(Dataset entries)
******************************

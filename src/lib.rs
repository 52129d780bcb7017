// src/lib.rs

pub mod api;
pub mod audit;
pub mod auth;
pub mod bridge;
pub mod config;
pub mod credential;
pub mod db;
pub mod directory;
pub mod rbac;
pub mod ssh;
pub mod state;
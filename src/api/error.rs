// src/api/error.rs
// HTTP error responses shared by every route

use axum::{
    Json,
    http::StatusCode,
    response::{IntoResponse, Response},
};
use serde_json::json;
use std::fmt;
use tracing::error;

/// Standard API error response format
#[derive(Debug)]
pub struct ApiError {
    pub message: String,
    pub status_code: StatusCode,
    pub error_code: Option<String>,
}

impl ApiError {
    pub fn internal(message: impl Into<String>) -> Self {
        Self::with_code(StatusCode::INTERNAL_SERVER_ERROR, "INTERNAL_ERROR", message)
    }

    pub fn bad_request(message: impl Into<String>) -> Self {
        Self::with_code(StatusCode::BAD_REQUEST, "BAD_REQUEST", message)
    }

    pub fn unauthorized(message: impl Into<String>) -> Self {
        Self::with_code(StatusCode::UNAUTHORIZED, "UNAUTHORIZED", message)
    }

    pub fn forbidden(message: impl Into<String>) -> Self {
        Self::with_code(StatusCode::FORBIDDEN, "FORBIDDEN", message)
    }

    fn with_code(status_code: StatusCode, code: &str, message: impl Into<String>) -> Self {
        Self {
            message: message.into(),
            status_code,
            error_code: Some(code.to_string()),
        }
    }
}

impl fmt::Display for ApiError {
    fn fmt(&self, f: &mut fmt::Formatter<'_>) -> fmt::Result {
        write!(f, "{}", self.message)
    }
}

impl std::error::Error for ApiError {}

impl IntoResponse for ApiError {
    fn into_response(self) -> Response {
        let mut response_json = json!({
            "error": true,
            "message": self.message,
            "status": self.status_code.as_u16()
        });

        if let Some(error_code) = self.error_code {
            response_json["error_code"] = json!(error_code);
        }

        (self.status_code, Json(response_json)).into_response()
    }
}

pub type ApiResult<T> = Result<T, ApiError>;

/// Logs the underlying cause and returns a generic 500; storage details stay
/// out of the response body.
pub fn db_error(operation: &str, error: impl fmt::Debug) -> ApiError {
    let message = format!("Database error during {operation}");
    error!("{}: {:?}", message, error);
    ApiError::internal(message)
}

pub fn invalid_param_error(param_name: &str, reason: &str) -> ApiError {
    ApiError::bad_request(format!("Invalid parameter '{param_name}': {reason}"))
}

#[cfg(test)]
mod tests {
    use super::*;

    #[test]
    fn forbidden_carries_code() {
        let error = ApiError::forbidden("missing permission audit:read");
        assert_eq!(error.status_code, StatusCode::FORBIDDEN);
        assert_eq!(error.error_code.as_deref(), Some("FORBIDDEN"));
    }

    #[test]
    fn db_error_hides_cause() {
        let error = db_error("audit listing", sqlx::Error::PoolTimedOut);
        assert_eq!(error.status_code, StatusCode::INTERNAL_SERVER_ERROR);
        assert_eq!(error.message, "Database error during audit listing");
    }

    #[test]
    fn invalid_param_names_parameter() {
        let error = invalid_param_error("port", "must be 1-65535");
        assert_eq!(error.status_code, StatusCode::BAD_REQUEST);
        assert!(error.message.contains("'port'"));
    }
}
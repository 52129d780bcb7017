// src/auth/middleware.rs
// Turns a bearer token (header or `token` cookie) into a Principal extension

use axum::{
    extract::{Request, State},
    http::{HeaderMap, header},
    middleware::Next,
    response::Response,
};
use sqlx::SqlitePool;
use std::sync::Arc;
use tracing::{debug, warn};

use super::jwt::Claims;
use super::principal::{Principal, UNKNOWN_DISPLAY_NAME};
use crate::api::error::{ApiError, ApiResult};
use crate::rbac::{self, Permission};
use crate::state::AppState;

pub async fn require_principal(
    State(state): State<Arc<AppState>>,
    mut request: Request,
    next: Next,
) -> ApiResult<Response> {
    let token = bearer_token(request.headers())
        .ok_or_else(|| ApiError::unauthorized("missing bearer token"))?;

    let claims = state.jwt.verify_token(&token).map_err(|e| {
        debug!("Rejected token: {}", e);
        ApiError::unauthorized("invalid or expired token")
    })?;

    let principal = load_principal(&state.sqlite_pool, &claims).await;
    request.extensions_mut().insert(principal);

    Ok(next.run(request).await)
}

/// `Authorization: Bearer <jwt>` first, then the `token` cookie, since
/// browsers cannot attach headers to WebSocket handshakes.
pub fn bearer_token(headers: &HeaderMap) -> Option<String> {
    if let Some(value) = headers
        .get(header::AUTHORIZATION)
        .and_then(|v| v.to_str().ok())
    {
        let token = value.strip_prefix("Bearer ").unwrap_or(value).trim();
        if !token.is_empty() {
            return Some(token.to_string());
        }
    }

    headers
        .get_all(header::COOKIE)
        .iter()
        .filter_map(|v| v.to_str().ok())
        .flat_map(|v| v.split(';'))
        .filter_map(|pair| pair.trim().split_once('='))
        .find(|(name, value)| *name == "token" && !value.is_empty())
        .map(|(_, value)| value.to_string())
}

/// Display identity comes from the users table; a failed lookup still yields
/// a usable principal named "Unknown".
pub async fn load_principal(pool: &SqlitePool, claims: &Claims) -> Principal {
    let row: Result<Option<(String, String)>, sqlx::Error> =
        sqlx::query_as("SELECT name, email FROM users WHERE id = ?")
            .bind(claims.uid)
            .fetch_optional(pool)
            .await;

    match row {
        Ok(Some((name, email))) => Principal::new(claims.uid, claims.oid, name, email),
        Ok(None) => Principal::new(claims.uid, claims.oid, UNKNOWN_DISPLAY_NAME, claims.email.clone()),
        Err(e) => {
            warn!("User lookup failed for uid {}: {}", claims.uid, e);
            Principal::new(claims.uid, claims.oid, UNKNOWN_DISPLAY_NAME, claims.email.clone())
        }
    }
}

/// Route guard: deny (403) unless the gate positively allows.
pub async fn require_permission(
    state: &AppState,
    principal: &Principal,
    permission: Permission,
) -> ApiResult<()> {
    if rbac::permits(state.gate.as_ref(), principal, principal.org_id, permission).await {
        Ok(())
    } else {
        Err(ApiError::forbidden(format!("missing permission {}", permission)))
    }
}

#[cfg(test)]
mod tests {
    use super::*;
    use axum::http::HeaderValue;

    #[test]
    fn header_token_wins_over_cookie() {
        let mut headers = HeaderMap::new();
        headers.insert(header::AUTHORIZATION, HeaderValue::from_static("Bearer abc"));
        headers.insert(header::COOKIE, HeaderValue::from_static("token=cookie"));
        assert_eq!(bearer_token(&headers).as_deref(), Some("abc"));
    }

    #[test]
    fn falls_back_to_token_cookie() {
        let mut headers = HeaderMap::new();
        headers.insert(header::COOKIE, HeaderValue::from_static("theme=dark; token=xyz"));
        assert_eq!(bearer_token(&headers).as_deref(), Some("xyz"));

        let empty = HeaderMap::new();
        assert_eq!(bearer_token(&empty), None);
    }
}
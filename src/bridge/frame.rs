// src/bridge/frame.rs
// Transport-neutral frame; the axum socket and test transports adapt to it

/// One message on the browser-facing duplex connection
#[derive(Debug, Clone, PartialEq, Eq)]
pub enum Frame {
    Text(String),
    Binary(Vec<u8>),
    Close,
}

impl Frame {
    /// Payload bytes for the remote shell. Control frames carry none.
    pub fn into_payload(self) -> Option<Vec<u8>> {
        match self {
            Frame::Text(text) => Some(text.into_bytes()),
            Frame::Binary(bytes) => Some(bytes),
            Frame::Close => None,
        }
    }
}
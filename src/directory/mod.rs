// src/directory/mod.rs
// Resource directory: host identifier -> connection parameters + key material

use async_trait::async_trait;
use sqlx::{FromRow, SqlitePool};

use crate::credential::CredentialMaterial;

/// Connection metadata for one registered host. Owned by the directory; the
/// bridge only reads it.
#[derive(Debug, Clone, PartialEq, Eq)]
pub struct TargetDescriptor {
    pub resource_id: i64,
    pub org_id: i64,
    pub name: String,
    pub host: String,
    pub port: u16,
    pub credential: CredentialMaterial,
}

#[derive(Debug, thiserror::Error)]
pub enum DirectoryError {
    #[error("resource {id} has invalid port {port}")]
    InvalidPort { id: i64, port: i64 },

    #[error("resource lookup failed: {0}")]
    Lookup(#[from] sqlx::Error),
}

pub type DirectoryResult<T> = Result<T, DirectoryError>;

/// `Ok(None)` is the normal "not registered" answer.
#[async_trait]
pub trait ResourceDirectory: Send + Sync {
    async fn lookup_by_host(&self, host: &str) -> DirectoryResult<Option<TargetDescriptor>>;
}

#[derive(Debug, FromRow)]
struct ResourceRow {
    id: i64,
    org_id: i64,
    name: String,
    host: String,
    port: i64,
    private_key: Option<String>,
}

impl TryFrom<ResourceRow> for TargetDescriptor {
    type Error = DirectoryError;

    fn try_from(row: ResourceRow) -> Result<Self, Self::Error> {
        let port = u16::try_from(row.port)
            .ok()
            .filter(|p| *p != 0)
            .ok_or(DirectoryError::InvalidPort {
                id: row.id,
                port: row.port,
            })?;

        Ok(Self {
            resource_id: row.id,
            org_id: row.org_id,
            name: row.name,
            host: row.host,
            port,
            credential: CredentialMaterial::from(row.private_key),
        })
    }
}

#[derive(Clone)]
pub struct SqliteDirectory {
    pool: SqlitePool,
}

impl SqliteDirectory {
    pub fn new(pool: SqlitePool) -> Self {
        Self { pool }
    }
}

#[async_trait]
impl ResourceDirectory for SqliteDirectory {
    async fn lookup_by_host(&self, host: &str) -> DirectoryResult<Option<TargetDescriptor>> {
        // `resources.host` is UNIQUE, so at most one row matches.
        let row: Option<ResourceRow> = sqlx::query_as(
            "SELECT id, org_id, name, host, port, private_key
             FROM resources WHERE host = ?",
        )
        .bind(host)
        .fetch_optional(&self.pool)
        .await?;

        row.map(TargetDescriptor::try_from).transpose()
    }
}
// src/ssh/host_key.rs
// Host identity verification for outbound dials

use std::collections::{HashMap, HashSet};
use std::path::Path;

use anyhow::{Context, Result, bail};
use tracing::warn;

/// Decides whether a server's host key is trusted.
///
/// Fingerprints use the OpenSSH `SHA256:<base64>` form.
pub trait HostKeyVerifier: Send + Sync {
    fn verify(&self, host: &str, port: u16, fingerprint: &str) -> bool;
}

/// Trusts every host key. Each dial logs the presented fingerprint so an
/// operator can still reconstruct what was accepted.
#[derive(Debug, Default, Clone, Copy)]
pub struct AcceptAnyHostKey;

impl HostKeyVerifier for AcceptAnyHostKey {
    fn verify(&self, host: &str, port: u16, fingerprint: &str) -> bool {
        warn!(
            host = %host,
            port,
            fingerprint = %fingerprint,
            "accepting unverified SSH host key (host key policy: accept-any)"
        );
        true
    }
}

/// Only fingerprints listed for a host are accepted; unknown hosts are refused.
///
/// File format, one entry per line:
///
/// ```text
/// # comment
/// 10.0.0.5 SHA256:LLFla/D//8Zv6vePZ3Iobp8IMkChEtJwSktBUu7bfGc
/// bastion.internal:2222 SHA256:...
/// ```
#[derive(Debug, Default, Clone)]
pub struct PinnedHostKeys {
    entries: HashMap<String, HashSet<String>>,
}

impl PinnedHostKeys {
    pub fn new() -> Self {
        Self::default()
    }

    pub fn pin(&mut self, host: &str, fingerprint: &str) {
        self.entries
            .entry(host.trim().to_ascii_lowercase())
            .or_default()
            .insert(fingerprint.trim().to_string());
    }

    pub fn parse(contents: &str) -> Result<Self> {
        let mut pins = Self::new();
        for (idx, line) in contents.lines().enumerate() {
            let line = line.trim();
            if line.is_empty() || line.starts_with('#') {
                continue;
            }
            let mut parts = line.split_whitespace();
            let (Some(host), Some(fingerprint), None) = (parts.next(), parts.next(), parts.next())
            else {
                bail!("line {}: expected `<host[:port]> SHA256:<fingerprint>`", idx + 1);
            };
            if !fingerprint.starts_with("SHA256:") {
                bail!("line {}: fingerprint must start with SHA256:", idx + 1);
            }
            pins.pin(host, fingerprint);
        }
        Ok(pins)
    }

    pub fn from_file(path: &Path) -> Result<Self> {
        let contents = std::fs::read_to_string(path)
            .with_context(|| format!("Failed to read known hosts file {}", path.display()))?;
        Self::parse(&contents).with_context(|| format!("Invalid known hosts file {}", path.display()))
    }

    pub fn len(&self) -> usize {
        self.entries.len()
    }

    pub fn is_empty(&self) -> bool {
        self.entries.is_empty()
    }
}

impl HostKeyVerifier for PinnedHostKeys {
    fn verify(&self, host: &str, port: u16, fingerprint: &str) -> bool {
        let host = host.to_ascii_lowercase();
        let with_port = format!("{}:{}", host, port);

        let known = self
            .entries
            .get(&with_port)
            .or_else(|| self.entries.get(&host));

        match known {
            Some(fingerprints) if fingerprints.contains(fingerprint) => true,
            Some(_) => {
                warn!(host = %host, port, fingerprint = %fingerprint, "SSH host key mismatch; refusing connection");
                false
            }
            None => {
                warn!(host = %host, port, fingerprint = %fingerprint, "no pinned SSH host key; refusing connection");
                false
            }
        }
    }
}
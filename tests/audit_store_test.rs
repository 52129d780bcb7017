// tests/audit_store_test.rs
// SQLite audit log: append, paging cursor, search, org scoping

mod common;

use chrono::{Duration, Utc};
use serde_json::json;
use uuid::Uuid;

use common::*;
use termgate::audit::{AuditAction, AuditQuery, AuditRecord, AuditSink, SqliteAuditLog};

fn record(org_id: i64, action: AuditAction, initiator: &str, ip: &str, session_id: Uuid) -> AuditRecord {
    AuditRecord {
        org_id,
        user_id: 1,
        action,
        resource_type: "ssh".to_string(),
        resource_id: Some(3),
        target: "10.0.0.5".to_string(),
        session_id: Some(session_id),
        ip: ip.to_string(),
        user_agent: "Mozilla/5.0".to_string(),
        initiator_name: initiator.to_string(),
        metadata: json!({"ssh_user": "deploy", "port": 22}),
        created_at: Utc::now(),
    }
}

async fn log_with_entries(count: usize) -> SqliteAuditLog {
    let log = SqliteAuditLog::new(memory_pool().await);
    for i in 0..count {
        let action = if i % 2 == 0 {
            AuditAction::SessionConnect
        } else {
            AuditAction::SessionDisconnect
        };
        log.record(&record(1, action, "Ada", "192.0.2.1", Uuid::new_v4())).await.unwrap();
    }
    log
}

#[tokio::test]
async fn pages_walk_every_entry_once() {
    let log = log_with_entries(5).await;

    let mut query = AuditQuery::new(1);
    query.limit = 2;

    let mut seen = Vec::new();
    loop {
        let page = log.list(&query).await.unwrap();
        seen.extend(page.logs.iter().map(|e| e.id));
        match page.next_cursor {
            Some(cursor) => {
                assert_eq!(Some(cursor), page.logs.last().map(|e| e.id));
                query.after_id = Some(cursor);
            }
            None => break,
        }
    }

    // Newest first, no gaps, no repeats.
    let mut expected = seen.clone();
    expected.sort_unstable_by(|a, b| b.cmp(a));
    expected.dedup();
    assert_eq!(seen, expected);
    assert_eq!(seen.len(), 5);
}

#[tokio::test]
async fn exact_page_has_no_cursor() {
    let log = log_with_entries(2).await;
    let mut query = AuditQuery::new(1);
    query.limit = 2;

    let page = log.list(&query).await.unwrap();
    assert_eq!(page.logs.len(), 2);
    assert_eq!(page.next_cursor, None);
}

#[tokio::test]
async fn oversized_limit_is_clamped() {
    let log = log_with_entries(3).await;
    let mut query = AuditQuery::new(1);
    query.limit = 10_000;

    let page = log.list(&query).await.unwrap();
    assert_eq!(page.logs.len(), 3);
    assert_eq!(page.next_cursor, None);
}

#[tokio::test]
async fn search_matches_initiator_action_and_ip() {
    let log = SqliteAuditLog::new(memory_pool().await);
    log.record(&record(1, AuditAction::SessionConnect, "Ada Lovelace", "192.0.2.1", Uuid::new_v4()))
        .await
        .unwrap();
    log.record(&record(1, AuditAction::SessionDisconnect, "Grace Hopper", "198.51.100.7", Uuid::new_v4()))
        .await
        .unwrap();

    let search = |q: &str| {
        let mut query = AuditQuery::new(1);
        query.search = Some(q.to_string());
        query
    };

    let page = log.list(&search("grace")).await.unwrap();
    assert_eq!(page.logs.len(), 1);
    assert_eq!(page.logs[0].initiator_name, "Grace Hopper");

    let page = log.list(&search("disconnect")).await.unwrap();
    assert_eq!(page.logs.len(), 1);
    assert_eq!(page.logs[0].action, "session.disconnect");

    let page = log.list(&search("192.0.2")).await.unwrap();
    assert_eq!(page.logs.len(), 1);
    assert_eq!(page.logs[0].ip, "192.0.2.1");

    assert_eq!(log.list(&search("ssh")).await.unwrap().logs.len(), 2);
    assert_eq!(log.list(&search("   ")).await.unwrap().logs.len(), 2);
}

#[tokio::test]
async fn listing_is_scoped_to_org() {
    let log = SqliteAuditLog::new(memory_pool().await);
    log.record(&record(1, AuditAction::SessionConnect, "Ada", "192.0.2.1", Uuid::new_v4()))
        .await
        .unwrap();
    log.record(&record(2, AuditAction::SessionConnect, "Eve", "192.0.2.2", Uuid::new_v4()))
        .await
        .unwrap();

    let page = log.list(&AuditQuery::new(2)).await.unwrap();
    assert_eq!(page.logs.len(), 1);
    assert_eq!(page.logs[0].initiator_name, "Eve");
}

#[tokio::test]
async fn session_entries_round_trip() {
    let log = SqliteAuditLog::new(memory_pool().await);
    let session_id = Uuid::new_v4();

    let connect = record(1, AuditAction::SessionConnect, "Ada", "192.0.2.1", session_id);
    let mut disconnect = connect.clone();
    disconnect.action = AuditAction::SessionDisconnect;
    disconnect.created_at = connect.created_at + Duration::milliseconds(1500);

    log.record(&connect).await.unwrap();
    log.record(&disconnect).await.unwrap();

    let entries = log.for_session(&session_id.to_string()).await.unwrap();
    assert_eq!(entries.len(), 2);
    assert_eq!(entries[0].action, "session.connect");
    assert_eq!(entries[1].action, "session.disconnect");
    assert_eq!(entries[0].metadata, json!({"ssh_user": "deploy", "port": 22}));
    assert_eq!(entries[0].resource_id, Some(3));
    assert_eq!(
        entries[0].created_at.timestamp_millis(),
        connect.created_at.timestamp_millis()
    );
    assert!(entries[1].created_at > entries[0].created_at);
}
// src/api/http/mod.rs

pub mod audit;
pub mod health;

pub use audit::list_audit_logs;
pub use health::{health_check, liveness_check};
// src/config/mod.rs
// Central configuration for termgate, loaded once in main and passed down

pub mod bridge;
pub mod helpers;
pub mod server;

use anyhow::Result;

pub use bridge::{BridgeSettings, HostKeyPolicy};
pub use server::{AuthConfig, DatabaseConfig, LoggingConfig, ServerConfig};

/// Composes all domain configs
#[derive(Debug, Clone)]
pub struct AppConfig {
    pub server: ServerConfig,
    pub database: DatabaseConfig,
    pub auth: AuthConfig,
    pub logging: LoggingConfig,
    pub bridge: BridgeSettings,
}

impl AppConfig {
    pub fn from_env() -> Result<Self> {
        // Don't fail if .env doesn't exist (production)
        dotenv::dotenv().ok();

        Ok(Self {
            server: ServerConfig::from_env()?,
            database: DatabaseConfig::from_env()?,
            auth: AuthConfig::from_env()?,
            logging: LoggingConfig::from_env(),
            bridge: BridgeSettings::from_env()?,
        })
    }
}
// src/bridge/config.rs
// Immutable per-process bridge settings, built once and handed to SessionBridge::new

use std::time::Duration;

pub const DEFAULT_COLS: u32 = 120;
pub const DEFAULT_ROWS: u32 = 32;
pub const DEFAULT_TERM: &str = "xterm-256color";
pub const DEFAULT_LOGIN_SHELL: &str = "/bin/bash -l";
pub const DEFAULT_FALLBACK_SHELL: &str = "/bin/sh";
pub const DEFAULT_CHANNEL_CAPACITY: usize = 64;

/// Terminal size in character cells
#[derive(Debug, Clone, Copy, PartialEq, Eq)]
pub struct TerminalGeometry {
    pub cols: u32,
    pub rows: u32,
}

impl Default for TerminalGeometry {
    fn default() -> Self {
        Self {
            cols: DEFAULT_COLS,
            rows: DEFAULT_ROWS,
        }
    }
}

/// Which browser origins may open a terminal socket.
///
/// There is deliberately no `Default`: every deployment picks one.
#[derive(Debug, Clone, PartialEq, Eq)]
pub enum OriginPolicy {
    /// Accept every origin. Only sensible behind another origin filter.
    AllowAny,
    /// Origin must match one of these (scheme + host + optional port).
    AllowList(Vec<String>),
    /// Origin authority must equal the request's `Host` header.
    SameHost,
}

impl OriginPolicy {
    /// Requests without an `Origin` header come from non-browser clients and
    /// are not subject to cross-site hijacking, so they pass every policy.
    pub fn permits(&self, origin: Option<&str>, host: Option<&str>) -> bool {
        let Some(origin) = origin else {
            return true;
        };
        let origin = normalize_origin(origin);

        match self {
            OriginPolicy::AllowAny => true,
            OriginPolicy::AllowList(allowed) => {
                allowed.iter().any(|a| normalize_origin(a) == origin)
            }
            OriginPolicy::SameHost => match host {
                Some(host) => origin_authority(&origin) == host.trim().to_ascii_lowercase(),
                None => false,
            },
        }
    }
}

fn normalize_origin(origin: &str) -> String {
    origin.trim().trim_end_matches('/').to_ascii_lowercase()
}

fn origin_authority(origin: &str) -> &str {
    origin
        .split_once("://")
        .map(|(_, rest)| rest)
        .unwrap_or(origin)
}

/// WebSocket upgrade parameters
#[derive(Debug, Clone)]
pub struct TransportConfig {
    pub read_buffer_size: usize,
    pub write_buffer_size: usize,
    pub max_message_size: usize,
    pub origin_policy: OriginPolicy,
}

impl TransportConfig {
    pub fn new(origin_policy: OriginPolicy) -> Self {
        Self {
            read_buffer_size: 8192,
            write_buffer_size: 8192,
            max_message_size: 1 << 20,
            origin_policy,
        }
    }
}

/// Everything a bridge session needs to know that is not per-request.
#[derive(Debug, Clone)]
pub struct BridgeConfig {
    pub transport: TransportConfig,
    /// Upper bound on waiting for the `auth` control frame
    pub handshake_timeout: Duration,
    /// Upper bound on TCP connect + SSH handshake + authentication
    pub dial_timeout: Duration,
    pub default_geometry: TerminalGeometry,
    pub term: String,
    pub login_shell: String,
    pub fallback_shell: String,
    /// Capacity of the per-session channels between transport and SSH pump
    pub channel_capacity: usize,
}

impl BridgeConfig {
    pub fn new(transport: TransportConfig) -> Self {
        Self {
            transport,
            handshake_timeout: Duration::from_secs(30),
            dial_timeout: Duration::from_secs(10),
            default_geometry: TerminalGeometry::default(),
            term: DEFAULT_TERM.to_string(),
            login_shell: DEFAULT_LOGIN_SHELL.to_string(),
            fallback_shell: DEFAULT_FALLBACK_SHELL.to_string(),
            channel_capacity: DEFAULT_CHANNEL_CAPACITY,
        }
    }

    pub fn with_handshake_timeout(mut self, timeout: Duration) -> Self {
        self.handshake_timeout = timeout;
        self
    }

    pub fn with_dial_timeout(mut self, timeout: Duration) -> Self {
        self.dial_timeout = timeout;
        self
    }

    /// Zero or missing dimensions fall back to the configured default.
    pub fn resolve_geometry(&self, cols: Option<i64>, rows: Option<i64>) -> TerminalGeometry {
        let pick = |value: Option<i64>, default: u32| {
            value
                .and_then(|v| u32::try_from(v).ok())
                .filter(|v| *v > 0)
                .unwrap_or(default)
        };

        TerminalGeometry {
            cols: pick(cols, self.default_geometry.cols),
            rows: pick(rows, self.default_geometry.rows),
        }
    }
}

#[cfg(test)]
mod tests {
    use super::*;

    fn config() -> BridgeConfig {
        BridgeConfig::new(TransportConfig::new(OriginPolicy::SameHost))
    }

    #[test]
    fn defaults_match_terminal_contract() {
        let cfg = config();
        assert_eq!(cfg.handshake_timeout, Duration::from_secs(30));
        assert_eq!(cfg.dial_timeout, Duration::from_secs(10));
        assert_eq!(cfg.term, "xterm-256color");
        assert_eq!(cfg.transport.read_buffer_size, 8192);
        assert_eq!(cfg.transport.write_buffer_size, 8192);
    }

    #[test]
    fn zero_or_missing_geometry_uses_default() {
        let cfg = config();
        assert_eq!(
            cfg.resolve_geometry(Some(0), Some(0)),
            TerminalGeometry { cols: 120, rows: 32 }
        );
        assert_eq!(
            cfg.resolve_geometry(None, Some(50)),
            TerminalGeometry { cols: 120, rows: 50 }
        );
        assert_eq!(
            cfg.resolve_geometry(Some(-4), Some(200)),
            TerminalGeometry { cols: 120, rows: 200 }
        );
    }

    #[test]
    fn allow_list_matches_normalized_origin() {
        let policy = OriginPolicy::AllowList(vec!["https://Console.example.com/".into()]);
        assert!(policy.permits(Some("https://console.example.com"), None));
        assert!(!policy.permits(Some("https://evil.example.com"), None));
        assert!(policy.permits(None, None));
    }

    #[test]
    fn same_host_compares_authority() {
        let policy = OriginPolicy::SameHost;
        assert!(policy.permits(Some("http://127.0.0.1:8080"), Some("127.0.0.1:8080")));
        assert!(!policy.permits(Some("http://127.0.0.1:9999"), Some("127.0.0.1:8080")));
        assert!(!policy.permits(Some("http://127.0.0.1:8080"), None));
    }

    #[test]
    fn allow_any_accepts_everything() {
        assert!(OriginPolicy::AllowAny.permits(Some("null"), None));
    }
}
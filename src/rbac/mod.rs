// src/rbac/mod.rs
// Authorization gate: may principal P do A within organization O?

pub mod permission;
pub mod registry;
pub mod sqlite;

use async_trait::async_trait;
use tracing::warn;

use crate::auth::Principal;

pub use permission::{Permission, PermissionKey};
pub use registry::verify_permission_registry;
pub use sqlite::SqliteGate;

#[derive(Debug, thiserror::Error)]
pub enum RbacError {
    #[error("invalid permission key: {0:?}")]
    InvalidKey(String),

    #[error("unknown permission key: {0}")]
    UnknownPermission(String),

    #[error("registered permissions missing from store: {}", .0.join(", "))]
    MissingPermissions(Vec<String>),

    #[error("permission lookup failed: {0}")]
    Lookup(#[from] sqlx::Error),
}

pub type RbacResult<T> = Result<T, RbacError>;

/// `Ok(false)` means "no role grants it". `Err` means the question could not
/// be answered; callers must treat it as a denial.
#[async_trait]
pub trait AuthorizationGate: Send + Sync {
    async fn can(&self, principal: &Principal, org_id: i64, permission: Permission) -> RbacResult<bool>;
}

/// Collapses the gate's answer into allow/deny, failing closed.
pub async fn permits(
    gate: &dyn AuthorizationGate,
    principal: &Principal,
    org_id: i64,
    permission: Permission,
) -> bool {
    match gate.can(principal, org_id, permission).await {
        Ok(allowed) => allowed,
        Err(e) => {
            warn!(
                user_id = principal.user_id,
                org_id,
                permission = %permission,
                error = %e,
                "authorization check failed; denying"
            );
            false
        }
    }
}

******************************

Work task
Please copy every line of the records above in which "IntoResponse" appears.

Solved problem
    response::{IntoResponse, Response},
impl IntoResponse for ApiError {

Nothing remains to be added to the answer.